Mise en ligne : 21 février 2003

Texte de l'article :

Auteur Amnesty International
 Editeur EFAI
 Nb Pages 3
 Parution 30/5/2001
 Réf POL 10/001/01EUR21
 
 
FRANCE

REPÈRES
République française
CAPITALE : Paris
SUPERFICIE : 543 965 km2
POPULATION : 58,9 millions
CHEF DE L’ÉTAT : Jacques Chirac
CHEF DU GOUVERNEMENT : Lionel Jospin
LANGUE OFFICIELLE : français
PEINE DE MORT : abolie

De nouveaux témoignages de brutalités policières, en particulier contre des demandeurs d’asile ou d’autres personnes originaires de pays non européens, ont été recueillis. Plusieurs coups de feu, dont certains mortels, ont été tirés par la police dans des circonstances controversées. Certains tribunaux ont continué à favoriser la persistance d’une impunité de fait, notamment dans les cas de morts en détention. Les conditions prévalant dans les zones d’attente pour demandeurs d’asile ont été qualifiées d’inhumaines et dégradantes. Le livre d’un médecin de l’administration pénitentiaire a relancé le débat sur l’état des prisons françaises. Des réfugiés étaient toujours soumis à une forme de détention administrative prolongée. Deux généraux français, entre autres, ont publiquement avoué avoir pratiqué la torture et des exécutions extrajudiciaires pendant la guerre d’indépendance de l’Algérie.

Contexte
De nouvelles lois qui devraient modifier la situation en matière de droits humains ont été adoptées ou annoncées. En juin, le Parlement a voté une " loi renforçant la protection de la présomption d’innocence et les droits des victimes ". Parmi les nouvelles mesures qui en découlent, citons la possibilité d’interjeter appel devant une cour d’assises et la possibilité pour le détenu d’être assisté par un avocat dès la première heure de garde à vue, sauf dans les cas d’infractions liées au terrorisme ou au trafic de stupéfiants. L’enregistrement vidéo des interrogatoires de mineurs effectués par la police devrait contribuer à prévenir les actes de brutalité lors de la garde à vue. Cependant, un projet visant à étendre cette mesure aux interrogatoires des adultes a été repoussé devant la farouche opposition de la police.
En juin, le Parlement a aussi voté une loi créant une Commission nationale de déontologie de la sécurité pour veiller au bon fonctionnement des codes de conduite des agents de la force publique et à leur application.
À la suite de la publication d’un livre dans lequel le Dr Véronique Vasseur, alors médecin chef à la prison de la Santé à Paris, dénonçait les conditions de détention inhumaines et dégradantes qui régnaient dans cet établissement, deux commissions d’enquête ont été désignées et ont publié des rapports critiquant la situation existante. En octobre, la ministre de la Justice a annoncé qu’elle préparait une loi portant sur divers aspects du système pénitentiaire. En novembre, une loi prévoyant que les prisonniers soumis à une procédure disciplinaire pourraient se faire assister d’un défenseur est entrée en vigueur.
En décembre, à la suite de l’accord de Matignon sur le futur statut de la Corse, l’Assemblée de Corse a approuvé un avant-projet de loi qui prévoit le transfert à l’île de toute une série de pouvoirs législatifs et réglementaires. Certains actes de violence ont été attribués à des groupes nationalistes bretons, basques et corses, et le département d’outre-mer de la Guyane a été le théâtre de troubles et d’émeutes. En septembre et en octobre, les représentants de 18 mouvements indépendantistes et autonomistes de métropole et d’outre-mer se sont réunis à Paris pour discuter en commun des moyens d’avancer sur la voie de l’autodétermination.

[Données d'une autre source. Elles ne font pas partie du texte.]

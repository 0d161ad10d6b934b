// crates/dm_engine/src/waves.rs

//! 波浪气候参数与来波角统计
//!
//! 持有外部可设的波浪强迫参数（波高、周期、来波角分布参数）以及
//! 内核回写的瞬时来波角和增量统计。来波角随机过程模型本身是外部
//! 协作者，这里只保存其产出。

use serde::{Deserialize, Serialize};

use dm_foundation::error::{DmError, DmResult};
use dm_foundation::ensure;

/// 波浪气候状态
#[derive(Debug, Clone, Serialize, Deserialize)]
pub struct WaveClimate {
    /// 波高 [m]
    height: f64,
    /// 波周期 [s]
    period: f64,
    /// 来波角分布的高角占比参数 [0, 1]
    angle_highness: f64,
    /// 来波角分布的不对称参数 [0, 1]
    angle_asymmetry: f64,
    /// 瞬时来波角 [rad]
    angle: f64,
    /// 记录过的来波角增量统计
    angle_min: f64,
    angle_max: f64,
    angle_sum: f64,
    n_samples: u64,
}

impl Default for WaveClimate {
    fn default() -> Self {
        Self {
            height: 2.0,
            period: 7.0,
            angle_highness: 0.2,
            angle_asymmetry: 0.5,
            angle: 0.0,
            angle_min: 0.0,
            angle_max: 0.0,
            angle_sum: 0.0,
            n_samples: 0,
        }
    }
}

impl WaveClimate {
    /// 按给定强迫参数创建
    pub fn new(
        height: f64,
        period: f64,
        angle_highness: f64,
        angle_asymmetry: f64,
    ) -> DmResult<Self> {
        let mut climate = Self::default();
        climate.set_height(height)?;
        climate.set_period(period)?;
        climate.set_angle_highness(angle_highness)?;
        climate.set_angle_asymmetry(angle_asymmetry)?;
        Ok(climate)
    }

    /// 波高 [m]
    #[inline]
    pub fn height(&self) -> f64 {
        self.height
    }

    /// 波周期 [s]
    #[inline]
    pub fn period(&self) -> f64 {
        self.period
    }

    /// 高角占比参数
    #[inline]
    pub fn angle_highness(&self) -> f64 {
        self.angle_highness
    }

    /// 不对称参数
    #[inline]
    pub fn angle_asymmetry(&self) -> f64 {
        self.angle_asymmetry
    }

    /// 瞬时来波角 [rad]
    #[inline]
    pub fn angle(&self) -> f64 {
        self.angle
    }

    /// 设置波高 [m]
    pub fn set_height(&mut self, height: f64) -> DmResult<()> {
        ensure!(
            height > 0.0 && height.is_finite(),
            DmError::invalid_input(format!("波高必须为正有限值: {height}"))
        );
        self.height = height;
        Ok(())
    }

    /// 设置波周期 [s]
    pub fn set_period(&mut self, period: f64) -> DmResult<()> {
        ensure!(
            period > 0.0 && period.is_finite(),
            DmError::invalid_input(format!("波周期必须为正有限值: {period}"))
        );
        self.period = period;
        Ok(())
    }

    /// 设置高角占比参数 [0, 1]
    pub fn set_angle_highness(&mut self, value: f64) -> DmResult<()> {
        ensure!(
            (0.0..=1.0).contains(&value),
            DmError::invalid_input(format!("高角占比参数超出 [0, 1]: {value}"))
        );
        self.angle_highness = value;
        Ok(())
    }

    /// 设置不对称参数 [0, 1]
    pub fn set_angle_asymmetry(&mut self, value: f64) -> DmResult<()> {
        ensure!(
            (0.0..=1.0).contains(&value),
            DmError::invalid_input(format!("不对称参数超出 [0, 1]: {value}"))
        );
        self.angle_asymmetry = value;
        Ok(())
    }

    /// 内核回写一次来波角采样 [rad]
    pub fn record_angle(&mut self, angle: f64) {
        if self.n_samples == 0 {
            self.angle_min = angle;
            self.angle_max = angle;
        } else {
            self.angle_min = self.angle_min.min(angle);
            self.angle_max = self.angle_max.max(angle);
        }
        self.angle = angle;
        self.angle_sum += angle;
        self.n_samples += 1;
    }

    /// 记录过的最小来波角 [rad]
    #[inline]
    pub fn angle_min(&self) -> f64 {
        self.angle_min
    }

    /// 记录过的最大来波角 [rad]
    #[inline]
    pub fn angle_max(&self) -> f64 {
        self.angle_max
    }

    /// 记录过的平均来波角 [rad]（无采样时为 0）
    pub fn angle_mean(&self) -> f64 {
        if self.n_samples == 0 {
            0.0
        } else {
            self.angle_sum / self.n_samples as f64
        }
    }
}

Torture et homicides d’Algériens
Une pression accrue s’est exercée sur la Préfecture de police de Paris pour qu’elle ouvre ses archives sur le massacre d’octobre 1961, perpétré par des policiers français contre des Algériens qui manifestaient pacifiquement à Paris pendant la guerre d’indépendance de l’Algérie (1954-1962). Le nombre de victimes n’a toujours pas été établi et les chiffres avancés varient de 32 à 200. En juin, le journal Le Monde a publié le témoignage de Louisette Ighilahriz. Cette femme, ancienne militante du Front de libération nationale (FLN), racontait comment elle avait été torturée par les parachutistes français en 1957. Après la publication de cet article, le général Massu a exprimé ses regrets pour la torture pratiquée en Algérie.
En octobre, 12 personnalités ont demandé aux autorités de reconnaître que la France avait eu recours à la torture pendant la guerre et de condamner cette pratique. Les généraux Jacques Massu et Paul Aussaresses ont tous deux admis leur participation personnelle à des actes de torture et à des exécutions extrajudiciaires. La torture, qui était aussi pratiquée par la police française avant le début de la guerre, consistait notamment à infliger aux victimes de violentes décharges électriques, à les suspendre par les bras et les jambes et à leur maintenir la tête enfoncée dans l’eau d’une baignoire. En novembre, Amnesty International a demandé que tous ceux qui s’étaient rendus coupables de crimes contre l’humanité pendant la guerre d’indépendance de l’Algérie soient traduits en justice. Selon Amnesty International, le refus des gouvernements successifs d’aborder cette question avec franchise a conforté dans l’opinion l’idée que la torture, les exécutions sommaires et les " disparitions " étaient des " maux nécessaires ".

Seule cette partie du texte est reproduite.